Sub-titled A Year of Wanderings in Bechuanaland, the Kalahari Desert, and the Lake River Country, Ngamiland and illustrated with 24 plates and a folding map, this was a superb uncut and unopened copy. In the original pictorial grey cloth, it had a medallion of a zebra’s head in brown on the upper cover.

Complete with the exceptionally rare volume of plates, an 1847 presentation first of George Everest’s Account of the Measurement of Two Sections of the Meridional Arc of India, left unsold on a £3000-5000 valuation in 2014, was this time sold at £2400. Everest, who lent his name to the mountain (in the English-speaking world at least) was superintendent to the Great Trigonometrical Survey of India.

This copy, inscribed at the order of the East India Company for the Royal Society of Edinburgh, had made $4250 (then about £2360) in 1991 as part of the Sotheby’s New York sale of the Richard Manney library.

The Melancholy Narrative of the Distressful Voyage and Miraculous Deliverance of Captain David Harrison, of the Sloop, Peggy… is a 1766 account of an American ship, adrift for several weeks in the north Atlantic, whose crew turned to cannibalism.
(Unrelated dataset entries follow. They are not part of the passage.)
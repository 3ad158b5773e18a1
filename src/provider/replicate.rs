use super::{GenerationInput, ProviderOutput, VideoProvider};
use crate::{Error, Result, config::ReplicateConfig};
use async_trait::async_trait;
use serde::{Deserialize, Serialize};
use serde_json::Value;
use tracing::debug;

pub struct ReplicateClient {
    client: reqwest::Client,
    config: ReplicateConfig,
    api_token: String,
}

#[derive(Debug, Serialize)]
struct PredictionRequest<'a> {
    version: &'a str,
    input: &'a GenerationInput,
}

#[derive(Debug, Deserialize)]
struct Prediction {
    status: String,
    #[serde(default)]
    output: Value,
    #[serde(default)]
    error: Value,
}

impl ReplicateClient {
    pub fn new(config: ReplicateConfig, api_token: String) -> Result<Self> {
        let client = reqwest::Client::builder()
            .timeout(std::time::Duration::from_secs(120))
            .build()?;

        Ok(Self {
            client,
            config,
            api_token,
        })
    }

    fn predictions_url(&self) -> String {
        format!("{}/v1/predictions", self.config.base_url)
    }
}

#[async_trait]
impl VideoProvider for ReplicateClient {
    async fn generate(&self, input: &GenerationInput) -> Result<ProviderOutput> {
        debug!(
            model = %self.config.model,
            version = %self.config.version,
            "Sending prediction request to Replicate"
        );

        // Prefer: wait turns the prediction into a blocking call; Replicate
        // holds the connection open until the model finishes.
        let response = self
            .client
            .post(self.predictions_url())
            .bearer_auth(&self.api_token)
            .header("Prefer", "wait")
            .json(&PredictionRequest {
                version: &self.config.version,
                input,
            })
            .send()
            .await?;

        let status = response.status();
        if !status.is_success() {
            let body = response.text().await.unwrap_or_default();
            return Err(Error::provider(format!(
                "Replicate API returned {status}: {body}"
            )));
        }

        let prediction: Prediction = response.json().await?;

        debug!(status = %prediction.status, "Received prediction from Replicate");

        match prediction.status.as_str() {
            "failed" | "canceled" => Err(Error::provider(format!(
                "prediction {}: {}",
                prediction.status, prediction.error
            ))),
            _ => Ok(ProviderOutput::from_value(&prediction.output)),
        }
    }
}
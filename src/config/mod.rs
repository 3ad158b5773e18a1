mod types;

pub use types::*;

use crate::Result;
use std::env;
use tracing::debug;

/// Environment variable holding the Replicate API credential.
pub const API_TOKEN_ENV: &str = "REPLICATE_API_TOKEN";

/// Loads configuration from the YAML file named by `CONFIG_PATH` (default
/// `config.yaml`) and captures `REPLICATE_API_TOKEN` from the environment.
/// A missing file is not an error: the service runs on defaults plus the
/// environment credential.
pub async fn load() -> Result<Config> {
    let config_path = env::var("CONFIG_PATH").unwrap_or_else(|_| "config.yaml".to_string());

    let file = match tokio::fs::read_to_string(&config_path).await {
        Ok(contents) => {
            debug!("Loading configuration from: {}", config_path);
            serde_yaml::from_str::<ConfigFile>(&contents)?
        }
        Err(e) if e.kind() == std::io::ErrorKind::NotFound => {
            debug!("No configuration file at {}, using defaults", config_path);
            ConfigFile::default()
        }
        Err(e) => return Err(e.into()),
    };

    Ok(Config {
        server: file.server,
        replicate: file.replicate,
        api_token: read_api_token(),
    })
}

fn read_api_token() -> Option<String> {
    env::var(API_TOKEN_ENV).ok().filter(|t| !t.is_empty())
}
pub mod mocks;
use async_trait::async_trait;
use std::sync::{Arc, Mutex};
use videogen::{
    Error, Result,
    provider::{GenerationInput, ProviderOutput, VideoProvider},
};

/// Mock video provider for testing
pub struct MockVideoProvider {
    pub outputs: Arc<Mutex<Vec<ProviderOutput>>>,
    pub inputs: Arc<Mutex<Vec<GenerationInput>>>,
    pub error: Option<String>,
}

impl MockVideoProvider {
    pub fn new() -> Self {
        Self {
            outputs: Arc::new(Mutex::new(Vec::new())),
            inputs: Arc::new(Mutex::new(Vec::new())),
            error: None,
        }
    }

    pub fn with_outputs(self, outputs: Vec<ProviderOutput>) -> Self {
        *self.outputs.lock().unwrap() = outputs;
        self
    }

    pub fn with_error(mut self, error: String) -> Self {
        self.error = Some(error);
        self
    }

    /// Handle to the recorded generation inputs; stays valid after the
    /// provider moves into the app state.
    pub fn inputs_handle(&self) -> Arc<Mutex<Vec<GenerationInput>>> {
        Arc::clone(&self.inputs)
    }
}

#[async_trait]
impl VideoProvider for MockVideoProvider {
    async fn generate(&self, input: &GenerationInput) -> Result<ProviderOutput> {
        self.inputs.lock().unwrap().push(input.clone());

        if let Some(ref error) = self.error {
            return Err(Error::provider(error.clone()));
        }

        let mut outputs = self.outputs.lock().unwrap();
        if outputs.is_empty() {
            return Err(Error::provider("No more mock outputs available"));
        }

        Ok(outputs.remove(0))
    }
}

impl Default for MockVideoProvider {
    fn default() -> Self {
        Self::new()
    }
}
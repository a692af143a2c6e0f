use std::fmt;

use crate::error::ConfigError;
use crate::frame::PixelLayout;

/// AV1 fourcc, "AV01" little-endian.
pub const AV1_FOURCC: u32 = 0x3130_5641;

#[derive(Debug, Clone, Copy, PartialEq, Eq)]
pub struct Rational {
    pub num: i32,
    pub den: i32,
}

impl Rational {
    pub const fn new(num: i32, den: i32) -> Self {
        Self { num, den }
    }

    pub fn validate(&self) -> Result<(), ConfigError> {
        if self.num <= 0 || self.den <= 0 {
            return Err(ConfigError::InvalidTimeBase {
                num: self.num,
                den: self.den,
            });
        }
        Ok(())
    }
}

impl fmt::Display for Rational {
    fn fmt(&self, f: &mut fmt::Formatter<'_>) -> fmt::Result {
        write!(f, "{}/{}", self.num, self.den)
    }
}

/// Encoder usage profile.
#[derive(Debug, Clone, Copy, PartialEq, Eq, Default)]
pub enum Usage {
    GoodQuality,
    #[default]
    Realtime,
    AllIntra,
}

impl Usage {
    pub fn as_str(&self) -> &'static str {
        match self {
            Usage::GoodQuality => "good",
            Usage::Realtime => "realtime",
            Usage::AllIntra => "allintra",
        }
    }
}

/// Parameters handed to `EncoderBackend::initialize`.
///
/// Starts from the backend's defaults; the driver overwrites the fields it
/// controls and never touches it again once the session exists.
#[derive(Debug, Clone, PartialEq)]
pub struct EncoderConfig {
    pub width: u32,
    pub height: u32,
    pub time_base: Rational,
    /// Target bitrate in kbps.
    pub target_bitrate: u32,
    pub usage: Usage,
    pub error_resilient: u32,
    pub cpu_used: u32,
    pub cq_level: u32,
    pub layout: PixelLayout,
}

impl EncoderConfig {
    /// Defaults valid for material around QVGA.
    pub fn defaults(usage: Usage) -> Self {
        Self {
            width: 320,
            height: 240,
            time_base: Rational::new(1, 30),
            target_bitrate: 256,
            usage,
            error_resilient: 0,
            cpu_used: 0,
            cq_level: 32,
            layout: PixelLayout::I420,
        }
    }

    pub fn apply(&mut self, settings: &Settings) {
        self.width = settings.width;
        self.height = settings.height;
        self.time_base = settings.time_base;
        self.target_bitrate = settings.bitrate;
        self.usage = settings.usage;
        self.error_resilient = settings.error_resilient;
        self.cpu_used = settings.cpu_used;
        self.cq_level = settings.cq_level;
        self.layout = settings.layout;
    }
}

/// One entry of the codec table.
#[derive(Debug, Clone, PartialEq, Eq)]
pub struct CodecInfo {
    /// Identifier accepted on the command line.
    pub name: &'static str,
    pub fourcc: u32,
    /// libavcodec encoder implementing it.
    pub encoder_name: &'static str,
}

#[derive(Debug, Clone)]
pub struct CodecRegistry {
    codecs: Vec<CodecInfo>,
}

impl Default for CodecRegistry {
    fn default() -> Self {
        Self {
            codecs: vec![CodecInfo {
                name: "av1",
                fourcc: AV1_FOURCC,
                encoder_name: "libaom-av1",
            }],
        }
    }
}

impl CodecRegistry {
    pub fn find(&self, name: &str) -> Result<&CodecInfo, ConfigError> {
        self.codecs
            .iter()
            .find(|c| c.name == name)
            .ok_or_else(|| ConfigError::UnknownCodec(name.to_string()))
    }
}

/// Everything a single encode run needs.
#[derive(Debug, Clone)]
pub struct Settings {
    pub codec: CodecInfo,
    pub width: u32,
    pub height: u32,
    pub time_base: Rational,
    /// Target bitrate in kbps.
    pub bitrate: u32,
    pub usage: Usage,
    pub error_resilient: u32,
    pub cpu_used: u32,
    pub cq_level: u32,
    pub layout: PixelLayout,
    /// 0 disables forced keyframes.
    pub keyframe_interval: u32,
    /// Stop after this many frames even if input remains.
    pub max_frames: Option<u64>,
}

impl Default for Settings {
    fn default() -> Self {
        Self {
            codec: CodecRegistry::default().codecs[0].clone(),
            width: 416,
            height: 240,
            time_base: Rational::new(1, 30),
            bitrate: 200,
            usage: Usage::Realtime,
            error_resilient: 0,
            cpu_used: 8,
            cq_level: 45,
            layout: PixelLayout::I420,
            keyframe_interval: 0,
            max_frames: None,
        }
    }
}

impl Settings {
    pub fn validate(&self) -> Result<(), ConfigError> {
        validate_frame_size(self.width as i64, self.height as i64)?;
        self.time_base.validate()?;
        if self.max_frames == Some(0) {
            return Err(ConfigError::InvalidFrameLimit);
        }
        Ok(())
    }
}

pub fn validate_frame_size(width: i64, height: i64) -> Result<(), ConfigError> {
    if width <= 0 || height <= 0 || width % 2 != 0 || height % 2 != 0 {
        return Err(ConfigError::InvalidFrameSize { width, height });
    }
    Ok(())
}

/// Converts a signed keyframe interval as typed by a user; negative values are
/// rejected here so the scheduler only ever sees valid intervals.
pub fn keyframe_interval(value: i64) -> Result<u32, ConfigError> {
    u32::try_from(value).map_err(|_| ConfigError::InvalidKeyframeInterval(value))
}

/// 0 means "no limit".
pub fn max_frames(value: u64) -> Option<u64> {
    (value > 0).then_some(value)
}
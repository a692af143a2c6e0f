use std::fs::File;
use std::io::{self, BufReader, BufWriter};
use std::process::ExitCode;

use anyhow::Context;
use clap::{CommandFactory, Parser};
use frame_encoder::{
    config::{CodecRegistry, Settings},
    driver::{EncodePipeline, EncodeSummary, ProgressMarks},
    ffmpeg::FfmpegBackend,
    session::EncoderBackend,
};

mod cli;

use cli::Cli;

fn init_logging() {
    env_logger::Builder::from_default_env()
        .filter_level(log::LevelFilter::Warn)
        .filter_module("frame_encoder", log::LevelFilter::Info)
        .filter_module("simple_encoder", log::LevelFilter::Info)
        .parse_default_env()
        .init();
}

fn run(cli: &Cli, settings: Settings) -> anyhow::Result<EncodeSummary> {
    frame_encoder::init()?;
    let backend = FfmpegBackend::new(settings.codec.clone());
    println!("Using {}", backend.name());

    let input = File::open(&cli.infile)
        .with_context(|| format!("Failed to open {} for reading", cli.infile.display()))?;
    let output = File::create(&cli.outfile)
        .with_context(|| format!("Failed to open {} for writing", cli.outfile.display()))?;

    let mut pipeline =
        EncodePipeline::new(&backend, settings).with_progress(ProgressMarks::new(io::stdout()));
    let summary = pipeline
        .run(BufReader::new(input), BufWriter::new(output))
        .with_context(|| format!("Failed to encode {}", cli.infile.display()))?;

    println!();
    println!("Processed {} frames.", summary.frames_processed);
    Ok(summary)
}

fn main() -> ExitCode {
    init_logging();
    let cli = Cli::parse();

    let settings = match cli.settings(&CodecRegistry::default()) {
        Ok(settings) => settings,
        Err(e) => {
            eprintln!("{}", e);
            eprintln!("{}", Cli::command().render_usage());
            return ExitCode::FAILURE;
        }
    };

    match run(&cli, settings) {
        Ok(summary) => {
            log::info!(
                "wrote {} packets ({} keyframes, {} bytes) to {}",
                summary.packets_written,
                summary.keyframes_written,
                summary.bytes_written,
                cli.outfile.display()
            );
            ExitCode::SUCCESS
        }
        Err(e) => {
            eprintln!("{:#}", e);
            ExitCode::FAILURE
        }
    }
}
They drew lots to decide who would die and one unfortunate crew member had been eaten before the Peggy was found and brought to safety in New York.

The Brooke-Hitching first, in modern half brown morocco, sold at £2200 – roughly half the earlier low estimate.

One lot that on this second outing all but equalled the original high estimate in selling at £2400 was a volume that brought together in a contemporary calf gilt binding two items relating to Captain WE Parry’s account of his 1819-20 voyage in search of the North-west Passage.

An 1824 Supplement to the Appendix… of Parry’s original account of 1824, dealing with natural history and illustrated with six plates, was bound with copies of The North Georgia Gazette, and Winter Chronicle, the weekly newspaper produced by the crew to “assist in enlivening the tedious and inactive months of winter”.

Both bore presentation inscriptions by Parry to Acheson Maxwell, a diplomat and civil servant.